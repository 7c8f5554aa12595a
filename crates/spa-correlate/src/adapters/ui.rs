//! DOM events, history, mutations and page lifecycle

use crate::context::Frame;
use crate::tracker::InteractionTracker;
use spa_core::{HarvestSink, InteractionState, NodeId, PaintKind, Timestamp, UiEvent};
use tracing::{debug, trace};

impl<S: HarvestSink> InteractionTracker<S> {
    /// A listener for `event` is about to run. Returns the node it should
    /// resume: the root already opened for this event by an earlier
    /// listener, the active node, or the root of a new interaction when the
    /// event kind qualifies.
    pub fn ui_event_observed(&mut self, event: &UiEvent) -> Option<NodeId> {
        self.advance(event.ts);

        if let Some(root) = self.ui_events.get(&event.id).copied() {
            if self.open_interaction_of(root).is_some() {
                return Some(root);
            }
        }
        if let Some(node) = self.active_node() {
            return Some(node);
        }
        if !self.config.qualifies(&event.kind) {
            trace!(kind = %event.kind, "event kind does not open an interaction");
            return None;
        }

        let id = self.create_interaction(&event.kind, event.ts);
        let ixn = self.interactions.get_mut(&id)?;
        if event.kind == "click" {
            ixn.action_text = event.target_text.clone();
        }
        let root = ixn.root;
        self.ui_events.insert(event.id, root);
        Some(root)
    }

    /// A listener for `event` begins
    pub fn ui_event(&mut self, event: &UiEvent) -> Frame {
        let resume = self.ui_event_observed(event);
        self.callback_start(resume, event.ts)
    }

    /// The page URL changed (pushState, replaceState, popstate, hashchange)
    pub fn url_changed(&mut self, ts: Timestamp, url: impl Into<String>, hash_only: bool) {
        self.advance(ts);

        let url = url.into();
        self.location = Some(url.clone());
        if hash_only && !self.config.track_hash_changes {
            return;
        }

        let target = self
            .active_node()
            .and_then(|n| self.open_interaction_of(n))
            .or_else(|| {
                self.prev_interaction.filter(|id| {
                    self.interactions.get(id).map_or(false, |i| {
                        i.state == InteractionState::PendingFinalization && !i.ignored
                    })
                })
            });
        let Some(ixn) = target.and_then(|id| self.interactions.get_mut(&id)) else {
            return;
        };

        ixn.route_change = ixn.old_url.as_deref() != Some(url.as_str());
        ixn.new_url = Some(url);
        debug!(interaction = %ixn.id, route_change = ixn.route_change, "url changed");
    }

    /// A mutation observer callback saw DOM changes
    pub fn dom_mutation_observed(&mut self, ts: Timestamp) {
        self.advance(ts);

        let Some(ixn) = self
            .active_node()
            .and_then(|n| self.open_interaction_of(n))
            .and_then(|id| self.interactions.get_mut(&id))
        else {
            return;
        };
        ixn.dom_timestamp = Some(ts);
        if ixn.route_change {
            ixn.in_progress = true;
        }
    }

    /// The window load event: loading ends and the initial page load
    /// interaction finishes regardless of pending work
    pub fn page_loaded(&mut self, ts: Timestamp) {
        self.advance(ts);
        self.loading = false;

        let Some(id) = self.initial else {
            return;
        };
        if self.pointer_inside(id) {
            self.current = None;
        }
        if let Some(ixn) = self.interactions.get_mut(&id) {
            if ixn.is_open() {
                ixn.forced_end = true;
            }
        }
        debug!(interaction = %id, ts, "page loaded");
        self.finish(id, ts);
    }

    pub fn paint_observed(&mut self, kind: PaintKind, ts: Timestamp) {
        match kind {
            PaintKind::FirstPaint => self.first_paint = Some(ts),
            PaintKind::FirstContentfulPaint => self.first_contentful_paint = Some(ts),
        }
    }
}
//! spa-agent - Browser interaction correlation
//!
//! Replays recorded boundary-event scripts through the correlation engine
//! and harvests the resulting interactions to JSONL.

mod demo;
mod replay;

use clap::{Parser, Subcommand};
use replay::{ReplaySummary, Replayer};
use spa_core::config::{AgentConfig, ConfigLoader};
use spa_core::script::{read_script, read_script_lenient, write_script};
use spa_core::{ScriptStep, TrackerConfig, AGENT_VERSION};
use spa_harvest::{HarvestBuffers, Harvester, JsonlExporter, JsonlExporterConfig};
use std::path::{Path, PathBuf};
use std::sync::Arc;
use std::time::Duration;
use tokio::sync::broadcast;
use tracing::{info, warn, Level};
use tracing_subscriber::FmtSubscriber;

#[derive(Parser)]
#[command(name = "spa-agent")]
#[command(version)]
#[command(about = "Correlates browser boundary events into interactions", long_about = None)]
struct Cli {
    /// Increase verbosity
    #[arg(short, long, action = clap::ArgAction::Count)]
    verbose: u8,

    /// Path to configuration file
    #[arg(short, long, global = true, env = "SPA_AGENT_CONFIG")]
    config: Option<PathBuf>,

    #[command(subcommand)]
    command: Commands,
}

#[derive(Subcommand)]
enum Commands {
    /// Replay a recorded boundary-event script
    Replay {
        /// Input script (JSONL)
        #[arg(short, long)]
        input: PathBuf,

        /// Output file for harvested records (defaults to harvest.path)
        #[arg(short, long)]
        output: Option<PathBuf>,

        /// Page URL when the script starts
        #[arg(long)]
        location: Option<String>,

        /// Skip script lines that do not parse instead of failing
        #[arg(long)]
        lenient: bool,
    },

    /// Generate the route-change demo session and replay it
    Demo {
        /// Output file for harvested records (defaults to harvest.path)
        #[arg(short, long)]
        output: Option<PathBuf>,

        /// Where to write the generated script
        #[arg(long, default_value = "spa-demo-script.jsonl")]
        script: PathBuf,
    },

    /// Print the effective configuration
    Config,
}

#[tokio::main]
async fn main() -> anyhow::Result<()> {
    let cli = Cli::parse();

    let config = load_config(cli.config.clone());

    // CLI verbose flag takes precedence, then config, then default
    let log_level = if cli.verbose > 0 {
        match cli.verbose {
            1 => Level::INFO,
            2 => Level::DEBUG,
            _ => Level::TRACE,
        }
    } else {
        match config.agent.log_level.to_lowercase().as_str() {
            "trace" => Level::TRACE,
            "debug" => Level::DEBUG,
            "info" => Level::INFO,
            "warn" => Level::WARN,
            "error" => Level::ERROR,
            _ => Level::WARN,
        }
    };

    let subscriber = FmtSubscriber::builder()
        .with_max_level(log_level)
        .with_target(false)
        .with_thread_ids(false)
        .with_file(false)
        .with_line_number(false)
        .with_writer(std::io::stderr)
        .finish();

    tracing::subscriber::set_global_default(subscriber)?;

    match cli.command {
        Commands::Replay {
            input,
            output,
            location,
            lenient,
        } => replay_command(&config, &input, output, location, lenient).await,
        Commands::Demo { output, script } => demo_command(&config, output, &script).await,
        Commands::Config => config_command(&config),
    }
}

/// Load configuration from file/env, with fallback to defaults
fn load_config(cli_path: Option<PathBuf>) -> AgentConfig {
    let loader = ConfigLoader::new().with_cli_path(cli_path);
    match loader.load() {
        Ok(config) => {
            info!("Configuration loaded successfully");
            config
        }
        Err(e) => {
            warn!("Failed to load configuration: {}, using defaults", e);
            AgentConfig::default()
        }
    }
}

async fn replay_command(
    config: &AgentConfig,
    input: &Path,
    output: Option<PathBuf>,
    location: Option<String>,
    lenient: bool,
) -> anyhow::Result<()> {
    let steps = if lenient {
        read_script_lenient(input).await?
    } else {
        read_script(input).await?
    };

    let output = output.unwrap_or_else(|| PathBuf::from(&config.harvest.path));
    let summary = run_session(
        config,
        config.tracker.clone(),
        &steps,
        location.as_deref(),
        &output,
    )
    .await?;
    print_summary(&summary, &output);
    Ok(())
}

async fn demo_command(
    config: &AgentConfig,
    output: Option<PathBuf>,
    script: &Path,
) -> anyhow::Result<()> {
    println!();
    println!("  spa-agent v{} - DEMO MODE", AGENT_VERSION);
    println!();

    let steps = demo::route_change_script();
    write_script(
        script,
        &steps,
        Some("spa-agent demo session: click, route change, two requests, late beacon"),
    )
    .await?;
    println!("  Script:  {} ({} steps)", script.display(), steps.len());

    let output = output.unwrap_or_else(|| PathBuf::from(&config.harvest.path));
    let summary = run_session(
        config,
        demo::demo_config(&config.tracker),
        &steps,
        Some(demo::ORIGIN),
        &output,
    )
    .await?;
    print_summary(&summary, &output);
    Ok(())
}

fn config_command(config: &AgentConfig) -> anyhow::Result<()> {
    print!("{}", toml::to_string_pretty(config)?);
    Ok(())
}

/// Replay `steps` while a harvester drains the buffers in the background,
/// then harvest what is left and close the output
async fn run_session(
    config: &AgentConfig,
    tracker: TrackerConfig,
    steps: &[ScriptStep],
    location: Option<&str>,
    output: &Path,
) -> anyhow::Result<ReplaySummary> {
    let buffers = HarvestBuffers::new(config.harvest.max_items);
    let exporter = Arc::new(JsonlExporter::open(JsonlExporterConfig {
        path: output.to_path_buf(),
        ..JsonlExporterConfig::from(&config.harvest)
    })?);

    let mut harvester = Harvester::new(
        buffers.clone(),
        Duration::from_millis(config.harvest.interval_ms),
    );
    harvester.add_exporter(exporter.clone());
    let harvester = Arc::new(harvester);

    let (shutdown_tx, shutdown_rx) = broadcast::channel(1);
    let harvest_task = {
        let harvester = harvester.clone();
        tokio::spawn(async move { harvester.run(shutdown_rx).await })
    };

    let summary = {
        let mut replayer = Replayer::new(tracker, buffers.clone(), 0.0);
        if let Some(url) = location {
            replayer.set_location(url);
        }
        replayer.apply_all(steps);
        info!(
            live = replayer.tracker().live_interactions(),
            "script replayed, flushing"
        );
        let (_, summary) = replayer.finish();
        info!("Tracker stats: {}", summary.stats);
        summary
    };

    let _ = shutdown_tx.send(());
    harvest_task.await?;
    exporter.close()?;

    if harvester.export_failures() > 0 {
        warn!("{} exports failed", harvester.export_failures());
    }
    if buffers.dropped() > 0 {
        warn!("{} records dropped by full buffers", buffers.dropped());
    }
    info!("{} records written", exporter.records_written());
    Ok(summary)
}

fn print_summary(summary: &ReplaySummary, output: &Path) {
    let stats = &summary.stats;
    println!();
    println!("  Steps replayed:        {}", summary.steps);
    if summary.unmatched > 0 {
        println!("  Unmatched steps:       {}", summary.unmatched);
    }
    if summary.open_frames > 0 {
        println!("  Frames left open:      {}", summary.open_frames);
    }
    if summary.open_interactions > 0 {
        println!("  Interactions left open: {}", summary.open_interactions);
    }
    println!("  Interactions emitted:  {}", stats.interactions_emitted);
    println!("  Interactions discarded: {}", stats.interactions_discarded);
    println!("  Standalone requests:   {}", stats.standalone_ajax);
    println!("  Errors captured:       {}", stats.errors_captured);
    println!();
    println!("  Output:  {}", output.display());
    println!();
}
···
## Exercise requirements
Exactly as they appear, please write out the lines from the opening of the listing above down to the line containing "let root = ixn.root;", with both end lines included.

## Written solution
repository 7c8f5554aa12595a
filename crates/spa-correlate/src/adapters/ui.rs
//! DOM events, history, mutations and page lifecycle

use crate::context::Frame;
use crate::tracker::InteractionTracker;
use spa_core::{HarvestSink, InteractionState, NodeId, PaintKind, Timestamp, UiEvent};
use tracing::{debug, trace};

impl<S: HarvestSink> InteractionTracker<S> {
    /// A listener for `event` is about to run. Returns the node it should
    /// resume: the root already opened for this event by an earlier
    /// listener, the active node, or the root of a new interaction when the
    /// event kind qualifies.
    pub fn ui_event_observed(&mut self, event: &UiEvent) -> Option<NodeId> {
        self.advance(event.ts);

        if let Some(root) = self.ui_events.get(&event.id).copied() {
            if self.open_interaction_of(root).is_some() {
                return Some(root);
            }
        }
        if let Some(node) = self.active_node() {
            return Some(node);
        }
        if !self.config.qualifies(&event.kind) {
            trace!(kind = %event.kind, "event kind does not open an interaction");
            return None;
        }

        let id = self.create_interaction(&event.kind, event.ts);
        let ixn = self.interactions.get_mut(&id)?;
        if event.kind == "click" {
            ixn.action_text = event.target_text.clone();
        }
        let root = ixn.root;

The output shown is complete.